Ferpetessake, Jethro, I've been blabbin' about 'em on this thread for days and weeks!

OK, well, let maybe I could be more concise than I have so far. I'll try.

1. The so-called "free market" is not free. It is created by laws and enforced by the government, with a view to setting the rules of exchange and ownership so as to benefit the wealthiest and most powerful members of society at the expense of everyone else.

2. The only "natural" system of property ownership for humans is what our precivilized ancestors had. Under that system, each individual owned his or her own clothing, tools, weapons, bed space, and other personal possessions. Capital property (hunting and foraging grounds, flint quarries, streams and beaches, etc.) were owned collectively by the tribe. No one person owned any of it, and the produce of it was shared. It was a true communist system, and probably the model drawn on by Marx and other idealistic dreamers.

We cannot return to that system. It only works for societies organized into small bands, living by foraging and hunting, with no formal government or organized religion. But we should recognize that any departure from it is artificial. That most decidedly includes capitalism, which like all modern economic systems is an artifice of law, not a work of nature, and should be judged by its fruits.

3. Modern industrial economies have been organized in three fundamental ways: capitalism, strong socialism, and weak socialism.
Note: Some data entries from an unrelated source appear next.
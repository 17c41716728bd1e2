//! The error and diagnostic taxonomy shared by every module in this crate.
//!
//! Two error types matter at runtime: [`ScanError`], a positioned failure
//! that aborts a run, and [`Diagnostic`], a severity-tagged message that may
//! or may not abort depending on [`Severity`]. [`ConfigError`] is the
//! equivalent for failures discovered before scanning starts, in
//! [`crate::builder::Builder`].

use std::fmt;
use std::io;
use std::path::PathBuf;

use bstr::BString;
use thiserror::Error;

use crate::hook::{HookConfigError, MULTI_LIMIT};

/// How a diagnostic should be reported, and whether the run continues.
///
/// `Error` and `Fatal` have identical process-exit behavior; only the
/// reported phrase differs (see the diagnostic format below).
#[derive(Debug, Clone, Copy, PartialEq, Eq)]
pub enum Severity {
    Warning,
    Error,
    Fatal,
}

impl fmt::Display for Severity {
    fn fmt(&self, f: &mut fmt::Formatter<'_>) -> fmt::Result {
        f.write_str(match self {
            Severity::Warning => "warning",
            Severity::Error => "error",
            Severity::Fatal => "fatal error",
        })
    }
}

/// The distinguishable conditions the scanner, dispatcher, and evaluator
/// bridge can raise.
#[derive(Debug, Error)]
pub enum ScanErrorKind {
    #[error("got EOF within macro")]
    EofInMacro,
    #[error("unknown internal command: {0:?}")]
    UnknownDirective(BString),
    #[error("escape hook is not allowed to match multihooks")]
    MultihookEscapeClash,
    #[error("too many multihooks, {MULTI_LIMIT} allowed")]
    MultihookCapacity,
    #[error("can't open {0:?}")]
    FileOpen(PathBuf),
    #[error("internal error in macro status")]
    MacroDepthInvariant,
    #[error("eater must be a string or none")]
    EaterType,
    #[error("evaluator exception: {0}")]
    Evaluator(String),
}

impl ScanErrorKind {
    /// Only the macro-depth invariant is fatal; every other kind is a plain
    /// error. Both exit the process the same way — this only picks the
    /// reported phrase.
    pub fn severity(&self) -> Severity {
        match self {
            ScanErrorKind::MacroDepthInvariant => Severity::Fatal,
            _ => Severity::Error,
        }
    }
}

impl From<HookConfigError> for ScanErrorKind {
    fn from(err: HookConfigError) -> Self {
        match err {
            HookConfigError::EscapeClash => ScanErrorKind::MultihookEscapeClash,
            HookConfigError::Capacity => ScanErrorKind::MultihookCapacity,
        }
    }
}

/// A [`ScanErrorKind`] located at a source position, in the engine's
/// diagnostic format: `hookscan <severity> in "<file>:<line>:<col>": <kind>`.
///
/// `line`/`col` are 0-based internally and rendered 1-based, matching the
/// user-facing convention. When raised while a macro is open, `file`/`line`/
/// `col` should be the macro's origin position, not the current byte.
#[derive(Debug, Error)]
#[error("hookscan {sev} in \"{file}:{l}:{c}\": {kind}", sev = kind.severity(), l = line + 1, c = col + 1)]
pub struct ScanError {
    pub kind: ScanErrorKind,
    pub file: String,
    pub line: usize,
    pub col: usize,
}

impl ScanError {
    pub fn new(kind: ScanErrorKind, file: impl Into<String>, line: usize, col: usize) -> Self {
        ScanError { kind, file: file.into(), line, col }
    }

    pub fn severity(&self) -> Severity {
        self.kind.severity()
    }

    pub fn diagnostic(&self) -> Diagnostic {
        Diagnostic {
            severity: self.severity(),
            file: self.file.clone(),
            line: self.line,
            col: self.col,
            message: self.kind.to_string(),
        }
    }
}

/// A failure discovered while assembling a [`crate::builder::Builder`],
/// before any byte has been scanned and so before any source position
/// exists to attach to a [`ScanError`].
#[derive(Debug, Error)]
pub enum ConfigError {
    #[error("can't open {path:?}")]
    FileOpen { path: PathBuf, #[source] source: io::Error },
    #[error(transparent)]
    Hook(#[from] HookConfigError),
}

/// A scanning run ends either because of a positioned [`ScanError`] or
/// because the underlying byte stream itself failed (disk error, broken
/// pipe). Both unwind the same way; this just lets `Scanner::run` return a
/// single `Result` without inventing a `ScanErrorKind` for stream failures
/// that can't carry a meaningful source position.
#[derive(Debug, Error)]
pub enum RunError {
    #[error(transparent)]
    Scan(#[from] ScanError),
    #[error(transparent)]
    Io(#[from] io::Error),
}

/// The evaluator's own exception text, surfaced as an "evaluator exception"
/// per the error taxonomy.
#[derive(Debug, Error)]
#[error("{0}")]
pub struct EvalError(pub String);

impl EvalError {
    pub fn new(message: impl Into<String>) -> Self {
        EvalError(message.into())
    }
}

/// A severity-tagged, positioned message. Warnings are reported and the run
/// continues; everything a [`ScanError`] carries can also be rendered as one
/// via [`ScanError::diagnostic`] for uniform reporting.
#[derive(Debug, Clone)]
pub struct Diagnostic {
    pub severity: Severity,
    pub file: String,
    pub line: usize,
    pub col: usize,
    pub message: String,
}

impl fmt::Display for Diagnostic {
    fn fmt(&self, f: &mut fmt::Formatter<'_>) -> fmt::Result {
        write!(
            f,
            "hookscan {} in \"{}:{}:{}\": {}",
            self.severity,
            self.file,
            self.line + 1,
            self.col + 1,
            self.message
        )
    }
}

/// Decouples diagnostic reporting from stderr so embedders and tests can
/// capture diagnostics instead of the process writing directly to a stream.
pub trait DiagnosticSink {
    fn report(&mut self, diagnostic: Diagnostic);
}

/// The default [`DiagnosticSink`]: mirrors every diagnostic through the
/// `log` facade and writes it to stderr.
#[derive(Debug, Default)]
pub struct StderrDiagnostics;

impl DiagnosticSink for StderrDiagnostics {
    fn report(&mut self, diagnostic: Diagnostic) {
        match diagnostic.severity {
            Severity::Warning => log::warn!("{diagnostic}"),
            Severity::Error | Severity::Fatal => log::error!("{diagnostic}"),
        }
        eprintln!("{diagnostic}");
    }
}

#[cfg(test)]
mod tests {
    use super::*;

    #[test]
    fn scan_error_formats_one_based_position() {
        let err = ScanError::new(ScanErrorKind::EofInMacro, "in.txt", 4, 9);
        assert_eq!(
            err.to_string(),
            "hookscan error in \"in.txt:5:10\": got EOF within macro"
        );
    }

    #[test]
    fn macro_depth_invariant_is_fatal() {
        let err = ScanError::new(ScanErrorKind::MacroDepthInvariant, "in.txt", 0, 0);
        assert_eq!(err.severity(), Severity::Fatal);
        assert!(err.to_string().contains("fatal error"));
    }

    #[test]
    fn multihook_capacity_message_names_the_limit() {
        let err = ScanErrorKind::MultihookCapacity;
        assert!(err.to_string().contains(&MULTI_LIMIT.to_string()));
    }
}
Capitalism at its purest existed in the United States between the end of the Civil War and the onset of the Great Depression. Strong socialism existed in the Soviet Union and other so-called Communist countries. Weak socialism exists today in all advanced industrial economies, although a return to capitalism is being attempted. Of those three forms, we may observe that weak socialism outperforms both capitalism and strong socialism, measured purely by economic growth and productivity of wealth. It vastly outperforms capitalism, and only slightly underperforms strong socialism, in the distribution of wealth and the ensurance of a living for all citizens. (It would not be hard to have a weak socialism that didn't underperform strong socialism in these respects at all.) Weak socialism also somewhat outperforms capitalism, and vastly outperforms strong socialism, in its compatibility with democratic/republican governance.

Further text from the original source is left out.